[REQUIRED ACTION]
Each line that has the string "FnOnce" must be copied from the records below.

··· DATA LISTING

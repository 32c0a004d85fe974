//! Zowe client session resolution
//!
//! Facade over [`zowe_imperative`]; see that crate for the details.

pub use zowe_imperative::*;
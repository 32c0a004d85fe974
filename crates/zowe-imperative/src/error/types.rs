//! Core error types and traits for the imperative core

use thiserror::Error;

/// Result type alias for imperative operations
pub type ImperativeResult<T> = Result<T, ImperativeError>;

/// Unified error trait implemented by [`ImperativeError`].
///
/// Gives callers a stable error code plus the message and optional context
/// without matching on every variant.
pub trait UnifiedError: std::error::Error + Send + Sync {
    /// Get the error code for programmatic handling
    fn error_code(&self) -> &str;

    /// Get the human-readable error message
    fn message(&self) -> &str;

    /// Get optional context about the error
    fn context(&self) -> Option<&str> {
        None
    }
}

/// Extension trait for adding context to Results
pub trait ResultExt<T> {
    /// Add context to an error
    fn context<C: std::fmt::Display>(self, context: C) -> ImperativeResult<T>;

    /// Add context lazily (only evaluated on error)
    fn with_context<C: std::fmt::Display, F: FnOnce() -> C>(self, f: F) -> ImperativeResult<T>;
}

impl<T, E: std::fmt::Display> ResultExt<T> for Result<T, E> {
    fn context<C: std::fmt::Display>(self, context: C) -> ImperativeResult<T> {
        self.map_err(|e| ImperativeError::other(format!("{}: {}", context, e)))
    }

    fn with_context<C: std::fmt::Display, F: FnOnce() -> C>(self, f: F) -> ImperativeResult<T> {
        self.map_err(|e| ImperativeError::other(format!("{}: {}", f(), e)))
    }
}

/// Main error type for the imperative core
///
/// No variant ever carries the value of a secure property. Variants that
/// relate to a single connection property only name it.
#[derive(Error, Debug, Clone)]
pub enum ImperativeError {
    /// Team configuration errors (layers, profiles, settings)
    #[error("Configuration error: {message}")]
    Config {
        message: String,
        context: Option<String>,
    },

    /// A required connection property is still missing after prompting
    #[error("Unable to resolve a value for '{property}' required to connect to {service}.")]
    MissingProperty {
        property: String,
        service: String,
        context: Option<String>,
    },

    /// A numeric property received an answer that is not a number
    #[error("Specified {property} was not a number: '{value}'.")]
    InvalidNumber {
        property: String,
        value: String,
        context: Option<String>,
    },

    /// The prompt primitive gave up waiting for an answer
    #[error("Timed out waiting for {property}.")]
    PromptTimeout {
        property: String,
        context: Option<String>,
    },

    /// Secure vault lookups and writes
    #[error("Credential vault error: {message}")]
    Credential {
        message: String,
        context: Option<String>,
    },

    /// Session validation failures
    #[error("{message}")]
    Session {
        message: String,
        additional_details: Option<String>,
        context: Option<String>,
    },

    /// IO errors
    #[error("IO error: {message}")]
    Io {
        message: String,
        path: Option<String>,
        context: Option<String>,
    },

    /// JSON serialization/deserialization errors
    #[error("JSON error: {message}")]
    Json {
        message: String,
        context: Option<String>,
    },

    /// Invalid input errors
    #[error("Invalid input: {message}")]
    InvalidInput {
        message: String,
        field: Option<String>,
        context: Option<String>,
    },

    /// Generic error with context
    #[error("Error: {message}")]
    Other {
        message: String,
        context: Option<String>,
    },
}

······

[COMPLETED EXERCISE]
    fn with_context<C: std::fmt::Display, F: FnOnce() -> C>(self, f: F) -> ImperativeResult<T>;
    fn with_context<C: std::fmt::Display, F: FnOnce() -> C>(self, f: F) -> ImperativeResult<T> {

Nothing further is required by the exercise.